Last night, Bennie Zee's scissor-clipping voice had gone off on her, again. This time, it was for trying to crash his private party. The time before that was for mixing Russian vodka instead of Puerto Rican rum into a fat lady's cocktail. Like pieces of flint struck together, the sparks just seemed to fly whenever the two of them were around each other. One of these days, one of them would sustain serious injury if they kept going on like that, and the one getting injured wasn't going to be Bennie Zee.

Suma's cabin was a mile south of the city limits. The dense, tropical terrain of the Had Rin hills separated two beaches on the island's southern peninsula. Sunset Beach—Had Rin Nai Beach to local Thais—was on the island's west coast. Its companion, Sunrise Beach—Had Rin Nok Beach—was on the east coast. Sunrise was without question the more popular of the two beaches. A beautiful, idyllic place, it hosted the world-famous Full Moon Beach Party.

Hurrying along a path through the small, rocky foothills, Suma breathed hard. Her lungs felt raw and sore, like the lungs of a first-time jogger. She had a lot on her mind right now. Her life was forever in a state of chaos. There was Seabury and Bennie Zee to think about. Lawan—looming out there on the horizon—expected her to change, but she knew she had to stop. It wasn't good to act so serious all the time. She had to learn to relax.

Hadn't her therapist, Doctor Thongchai, suggested this very thing? Yes. Yes. Good old Doctor Thongchai. Short, thin legs churned under her as she hurried down the trail bordered by tall stands of white pine, and thick clusters of bamboo and tamarind that shut out the late afternoon sun. Wind blew hard inside the trees. It sent a strand of black hair into her eyes. She batted it back with small, slender fingers, capped by nails painted a sassy, coral color. As she raced on, she heard Seabury's voice rifling through her mind.
No, no. No way. I won't do it
.

She thought Seabury could have reacted better. Softer, less vigorous, and not used that belittling chuckle on her—the one that made her feel small and insecure. Her request for money—call it a long-term loan—wasn't even for her. It was for Arun.

Up ahead, a huge, white finger pointed back at her, carved into a wooden sign nailed to the trunk of a pine tree. It was a familiar landmark.
My friend. My quiet, gentle friend
, she said to herself and caught her breath. The sign posted on the tree said: Sunrise Beach ½ kilometer. The sign next to it was from the Koh Phangan Forest Ministry of Thailand. It warned hikers about dangerous sinkholes in the area. The white finger was a road sign that greeted her each day. It had become a friendly reminder that she reached the halfway point of her journey.

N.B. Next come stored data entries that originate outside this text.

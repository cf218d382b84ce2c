//! # Delivery
//!
//! The outbound side: something that takes a filled-in form and turns it into
//! an email. Providers sit behind [`DeliveryProvider`] so the TUI can run
//! against EmailJS or a local dry run without knowing which.
//!
//! [`deliver`] puts a deadline on every send. A provider that never answers
//! resolves as [`DeliveryError::Timeout`] instead of leaving the form stuck
//! in its sending state.

pub mod provider;
pub mod providers;

use std::time::Duration;

use log::{info, warn};

pub use provider::{Credentials, DeliveryError, DeliveryProvider, DeliveryRequest};
pub use providers::{DryRunProvider, EmailJsProvider};

/// What the form gets told about a send attempt. The cause of a failure is
/// deliberately not carried here.
#[derive(Debug, Clone, Copy, PartialEq, Eq)]
pub enum DeliveryOutcome {
    Delivered,
    Failed,
}

impl From<Result<(), DeliveryError>> for DeliveryOutcome {
    fn from(result: Result<(), DeliveryError>) -> Self {
        match result {
            Ok(()) => DeliveryOutcome::Delivered,
            Err(e) => {
                warn!("Delivery failed: {}", e);
                DeliveryOutcome::Failed
            }
        }
    }
}

/// Runs `provider.send` with a deadline.
pub async fn deliver(
    provider: &dyn DeliveryProvider,
    request: DeliveryRequest<'_>,
    timeout: Duration,
) -> Result<(), DeliveryError> {
    info!(
        "Delivering via {} (timeout={}ms)",
        provider.name(),
        timeout.as_millis()
    );
    match tokio::time::timeout(timeout, provider.send(request)).await {
        Ok(result) => result,
        Err(_) => Err(DeliveryError::Timeout(timeout)),
    }
}

#[cfg(test)]
mod tests {
    use super::*;

    #[test]
    fn test_outcome_collapses_every_error() {
        let errors = [
            DeliveryError::Config("no key".to_string()),
            DeliveryError::Network("refused".to_string()),
            DeliveryError::Api {
                status: 429,
                message: "quota".to_string(),
            },
            DeliveryError::Timeout(Duration::from_secs(1)),
        ];
        for e in errors {
            assert_eq!(DeliveryOutcome::from(Err(e)), DeliveryOutcome::Failed);
        }
        assert_eq!(DeliveryOutcome::from(Ok(())), DeliveryOutcome::Delivered);
    }

    #[test]
    fn test_error_display() {
        let e = DeliveryError::Api {
            status: 400,
            message: "The service ID is invalid".to_string(),
        };
        assert_eq!(e.to_string(), "API error (HTTP 400): The service ID is invalid");
        assert_eq!(
            DeliveryError::Timeout(Duration::from_millis(250)).to_string(),
            "timed out after 250ms"
        );
    }
}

She smiled. Then, just as quickly, her mood changed. She found herself caught up in the heated fury of another argument raging inside her.
I know you. I know you, Suma
.

The wind kept blowing, and something crashed inside the trees. The sound sent birds winging high into the sky. Frustrated, she gulped puffs of air. As her lungs inflated, she began to feel tense and irritable, like her nerves were a metal cord about to snap. She knew what being bipolar meant. Doctor Thongchai had explained all of it to her at the hospital. Now, in a frantic moment, it brought her to the edge of yet another full-blown, emotional trauma.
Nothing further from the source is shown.